Até é possível chegar a Porto Alegre desde o coração do Rio Grande do Sul, mas a que custo? Duas equipes de reportagem de GZH gastaram três vezes mais tempo do que o normal para percorrer, com dificuldade, um trajeto que costuma ser feito sem sobressaltos: da confluência dos vales do Rio Pardo e Taquari até a Capital. A via-crúcis inclui driblar transtornos diversos (por alagamento, desmoronamento ou desvios recomendados pelas polícias), enfrentar congestionamentos de tráfego intensos e trechos em que só veículos de uma pista podem avançar por vez (sistema pare e siga).
A equipe que cobriu as enchentes no Vale do Rio Pardo — composta por este repórter, pelo jornalista Ian Tâmbara, pelo repórter fotográfico Jonathan Heckler e pelo motorista Cristopher Mucillo — deixou Santa Cruz do Sul às 7h desta terça-feira (7). O usual seria pegar a RS-287 até Tabaí, às margens da BR-386, e dali ir até Porto Alegre. Mas três trechos daquela RS foram arrancados pelas águas da enxurrada da semana passada.
Então optamos por um desvio via Venâncio Aires, pela RS-453, até Lajeado, que estava isolada até 24 horas antes. Ali nos encontramos com outra equipe, que cobriu a tragédia no Vale do Taquari: o repórter Lucas Abati, o repórter fotográfico Jefferson Botega e o motorista Thomas Edison.
A alegria do reencontro foi sacudida pela dureza da realidade. A ponte dupla que separa Lajeado de Estrela sofreu erosões e teve asfalto arrancado pelo caudaloso Rio Taquari, mas consertos emergenciais feitos pelo Dnit conseguiram reabrir a travessia pelas águas, embora em um só lado da ponte. O resultado é que o tráfego entre as duas maiores cidades do Vale do Taquari está lentíssimo, em para e arranca. sem permitir sair da primeira marcha.
Passada a ponte, o trânsito engrena. Só que é preciso deixar a BR-386 alguns quilômetros adiante, porque ela continua alagada pela chuvarada.

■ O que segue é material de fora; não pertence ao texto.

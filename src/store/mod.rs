// Copyright (c) 2025 - Cowboy AI, Inc.
//! Key-Value Store Contract
//!
//! The projection writes into a sorted key-value store offering:
//!
//! 1. get by primary key
//! 2. conditional put/delete keyed on the stored `version` or on absence
//! 3. query by secondary index with continuation tokens
//! 4. bounded batch writes reporting unprocessed items
//!
//! # Architecture
//!
//! ```text
//!                ┌──────────────────────┐      ┌─────────────────────────────┐
//! consumers ───> │ PlatformStatesStore  │      │ TokenGenerationStatesStore  │
//!                └──────────┬───────────┘      └──────┬───────────────┬──────┘
//!                           │                  Paginator (read)  BatchWriter (write)
//!                           ▼                         ▼               ▼
//!                ┌──────────────────────────────────────────────────────────┐
//!                │ Table<T>: MemoryTable | NatsKvTable                      │
//!                └──────────────────────────────────────────────────────────┘
//! ```
//!
//! Read pagination and write batching are separate units so each can be
//! tested on its own.

pub mod batch;
pub mod memory;
pub mod nats_kv;
pub mod pagination;
pub mod platform;
pub mod token;

use async_trait::async_trait;
use serde::de::DeserializeOwned;
use serde::Serialize;
use std::fmt::Debug;

use crate::errors::ProjectionResult;

pub use batch::BatchWriter;
pub use memory::MemoryTable;
pub use nats_kv::NatsKvTable;
pub use pagination::Paginator;
pub use platform::{PlatformStatesStore, WriteOutcome};
pub use token::{TokenGenerationStatesStore, TokenQuery};

/// A row stored in a [`Table`]
pub trait Item: Clone + Debug + Serialize + DeserializeOwned + Send + Sync + 'static {
    /// Secondary indexes the row can be queried by
    type Index: Copy + Eq + Debug + Send + Sync + 'static;

    fn pk(&self) -> &str;

    /// Stream version of the last applied event, for versioned rows
    fn version(&self) -> Option<u64>;

    /// Key of this row in the given index, `None` if the row is not indexed there
    fn index_key(&self, index: Self::Index) -> Option<String>;
}

/// Condition attached to a single-row write
#[derive(Debug, Clone, Copy, PartialEq, Eq)]
pub enum WriteCondition {
    Unconditional,
    /// Row must not exist
    NotExists,
    /// Row must exist with `version` strictly below the given one
    VersionBelow(u64),
    /// Row must be absent, or exist with `version` strictly below the given one
    AbsentOrVersionBelow(u64),
}

impl WriteCondition {
    /// Evaluate the condition against the currently stored row
    pub fn holds<T: Item>(&self, current: Option<&T>) -> bool {
        match (self, current) {
            (WriteCondition::Unconditional, _) => true,
            (WriteCondition::NotExists, current) => current.is_none(),
            (WriteCondition::VersionBelow(_), None) => false,
            (WriteCondition::VersionBelow(v), Some(row)) => {
                row.version().map_or(false, |stored| stored < *v)
            }
            (WriteCondition::AbsentOrVersionBelow(_), None) => true,
            (WriteCondition::AbsentOrVersionBelow(v), Some(row)) => {
                row.version().map_or(true, |stored| stored < *v)
            }
        }
    }
}

/// Continuation token: primary key of the last row of the previous page
#[derive(Debug, Clone, PartialEq, Eq, Hash)]
pub struct PageToken(pub String);

/// One page of query results
#[derive(Debug, Clone)]
pub struct Page<T> {
    pub items: Vec<T>,
    /// Present when more rows may follow
    pub next: Option<PageToken>,
}

/// A single request inside a batch write
#[derive(Debug, Clone, PartialEq)]
pub enum WriteRequest<T> {
    Put(T),
    Delete(String),
}

impl<T: Item> WriteRequest<T> {
    pub fn pk(&self) -> &str {
        match self {
            WriteRequest::Put(item) => item.pk(),
            WriteRequest::Delete(pk) => pk,
        }
    }
}

/// Result of one batch write call
#[derive(Debug, Clone)]
pub struct BatchWriteOutcome<T> {
    /// Requests the store did not apply; callers retry these
    pub unprocessed: Vec<WriteRequest<T>>,
}

impl<T> BatchWriteOutcome<T> {
    pub fn complete() -> Self {
        Self {
            unprocessed: Vec::new(),
        }
    }
}

/// A table of the key-value store
#[async_trait]
pub trait Table<T: Item>: Send + Sync {
    /// Table name, for logs
    fn name(&self) -> &str;

    async fn get(&self, pk: &str) -> ProjectionResult<Option<T>>;

    /// Write a row; fails with `ConditionalCheckFailed` when the condition does not hold
    async fn put(&self, item: T, condition: WriteCondition) -> ProjectionResult<()>;

    /// Remove a row; fails with `ConditionalCheckFailed` when the condition does not hold
    async fn delete(&self, pk: &str, condition: WriteCondition) -> ProjectionResult<()>;

    /// Rows whose `index` key equals `key`, in primary key order, after `start_after`
    async fn query(
        &self,
        index: T::Index,
        key: &str,
        start_after: Option<&PageToken>,
        limit: usize,
    ) -> ProjectionResult<Page<T>>;

    /// Apply up to [`crate::config::MAX_BATCH_SIZE`] unconditional writes
    async fn batch_write(
        &self,
        requests: Vec<WriteRequest<T>>,
    ) -> ProjectionResult<BatchWriteOutcome<T>>;
}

Logo após Tabaí, tivemos de ingressar na RS-287, rumo a Montenegro.
Em Montenegro, parte da pista da estrada estadual está erodida e aí a nossa caminhonete foi engolfada por sistema de pare-siga: mais de meia hora de espera para poder prosseguir viagem, numa fila indiana, imensa e lenta. Fomos até Portão e, dali, pegamos um desvio por uma outra estrada estadual, a RS-239, só que alternando paralelepípedos, chão batido e cascalho. Tudo para evitar o congestionamento e desvios na BR-116 (ligação Vale do Sinos-Porto Alegre), que está alagada em diversos pontos.
Do Paranhana ao Litoral
Como não podíamos ir do Vale do Sinos direto a Porto Alegre, fomos para o Vale do Paranhana, via RS-239. Percorremos com normalidade o trajeto entre Novo Hamburgo e Taquara e, de lá, ingressamos na RS-474 até a cidade litorânea de Santo Antônio da Patrulha.

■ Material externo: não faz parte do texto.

// Copyright (c) 2025 - Cowboy AI, Inc.
//! Upstream Domain Events
//!
//! Every event arrives in the same envelope; `eventVersion` picks one of two
//! payload generations and `type` picks the event within the aggregate's
//! catalog.
//!
//! ```text
//! {"streamId", "version", "type", "eventVersion", "data", "logDate"}
//!      │           │         │          │            │
//!  aggregate   stream      event     schema 1|2   payload
//!     id       version     type
//! ```
//!
//! # Schema Generations
//!
//! - **V1**: SCREAMING_SNAKE_CASE enums, epoch-millisecond timestamps, older
//!   field names. Payloads are converted into the [`crate::domain`] snapshots.
//! - **V2**: camelCase enums, RFC 3339 timestamps, snapshots decode directly.
//!
//! Each aggregate catalog decodes into a per-generation enum, then into one
//! generation-free update the consumers act on. Event types that never affect
//! the projection decode to an explicit no-op; types outside the catalog are
//! rejected with [`ProjectionError::UnknownEventType`].
//!
//! # Module Organization
//!
//! - [`agreement`] - agreement lifecycle events
//! - [`purpose`] - purpose and purpose version events
//! - [`catalog`] - e-service and descriptor events
//! - [`authorization`] - client, key and purpose binding events

pub mod agreement;
pub mod authorization;
pub mod catalog;
pub mod purpose;

use chrono::{DateTime, Utc};
use serde::de::DeserializeOwned;
use serde::{Deserialize, Serialize};

use crate::errors::{ProjectionError, ProjectionResult};

pub use agreement::{AgreementEventV1, AgreementEventV2, AgreementTrigger, AgreementUpdate};
pub use authorization::{AuthorizationEventV1, AuthorizationEventV2, ClientUpdate};
pub use catalog::{CatalogEventV1, CatalogEventV2, CatalogScope, CatalogUpdate};
pub use purpose::{PurposeEventV1, PurposeEventV2, PurposeUpdate};

/// Payload generation of an event
#[derive(Debug, Clone, Copy, PartialEq, Eq, Hash)]
pub enum SchemaVersion {
    V1,
    V2,
}

impl SchemaVersion {
    pub fn as_u8(self) -> u8 {
        match self {
            SchemaVersion::V1 => 1,
            SchemaVersion::V2 => 2,
        }
    }
}

impl TryFrom<u8> for SchemaVersion {
    type Error = ProjectionError;

    fn try_from(value: u8) -> Result<Self, Self::Error> {
        match value {
            1 => Ok(SchemaVersion::V1),
            2 => Ok(SchemaVersion::V2),
            other => Err(ProjectionError::UnsupportedSchemaVersion(other)),
        }
    }
}

/// Envelope wrapping every upstream event
#[derive(Debug, Clone, PartialEq, Serialize, Deserialize)]
pub struct EventEnvelope {
    /// Aggregate id
    #[serde(rename = "streamId")]
    pub stream_id: String,

    /// Position of the event in the aggregate stream
    #[serde(rename = "version")]
    pub stream_version: u64,

    #[serde(rename = "type")]
    pub event_type: String,

    #[serde(rename = "eventVersion")]
    pub schema_version: u8,

    #[serde(rename = "data", default)]
    pub payload: serde_json::Value,

    #[serde(rename = "logDate", default, skip_serializing_if = "Option::is_none")]
    pub emitted_at: Option<DateTime<Utc>>,
}

impl EventEnvelope {
    pub fn new(
        stream_id: impl Into<String>,
        stream_version: u64,
        event_type: impl Into<String>,
        schema_version: SchemaVersion,
        payload: serde_json::Value,
    ) -> Self {
        Self {
            stream_id: stream_id.into(),
            stream_version,
            event_type: event_type.into(),
            schema_version: schema_version.as_u8(),
            payload,
            emitted_at: Some(Utc::now()),
        }
    }

    /// Decode an envelope from raw message bytes
    pub fn from_slice(bytes: &[u8]) -> ProjectionResult<Self> {
        serde_json::from_slice(bytes).map_err(|e| ProjectionError::invalid_payload("envelope", e))
    }

    pub fn schema(&self) -> ProjectionResult<SchemaVersion> {
        SchemaVersion::try_from(self.schema_version)
    }

    /// Decode the payload into the shape expected for this event type
    pub(crate) fn payload<P: DeserializeOwned>(&self) -> ProjectionResult<P> {
        P::deserialize(&self.payload).map_err(|e| ProjectionError::invalid_payload(&self.event_type, e))
    }

    pub(crate) fn unknown_type(&self) -> ProjectionError {
        ProjectionError::UnknownEventType {
            event_type: self.event_type.clone(),
            schema_version: self.schema_version,
        }
    }
}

Ufa, quase lá? Não. O trajeto natural seria ir de Santo Antônio da Patrulha para Porto Alegre, mas não há como ingressar na Capital pela freeway, por força de crateras nas diversas entradas da cidade. O único caminho possível é por Viamão. Só que...isso implicaria num trajeto de pelo menos quatro horas pela RS-118, entre essa cidade, Gravataí e Santo Antônio.
Optamos por uma alternativa mais rápida: mergulhamos no Litoral. Fomos a Osório, dali pegamos a RS-101 e fomos até Capivari do Sul. De lá, finalmente, fomos até Viamão pela RS-040. Essa estrada, a única que permite chegar a Porto Alegre, está mais do que congestionada: está entupida de veículos, nos dois sentidos. Sobretudo no sentido Capital-Litoral Norte, por motorista que desejam fugir das enchentes na Região Metropolitana. Isso em pleno meio de tarde. Nem conseguimos imaginar como seria num horário de pico (amanhecer ou anoitecer).
Alcançamos Porto Alegre às 16h em ponto, nove horas após deixar Santa Cruz do Sul. O normal seria fazer o percurso em duas horas. Num trajeto usual, a distância rodoviária entre Santa Cruz do Sul e a Capital soma cerca de 150 quilômetros.
Devido a quedas de barreira, alagamentos e pontes caídas, a reportagem percorreu 376 quilômetros, consumiu cerca de 50% a mais de combustível, de quilometragem e três vezes mais tempo que o usual. Para chegar numa cidade quase sem água potável e alagada. Ossos do ofício de repórter.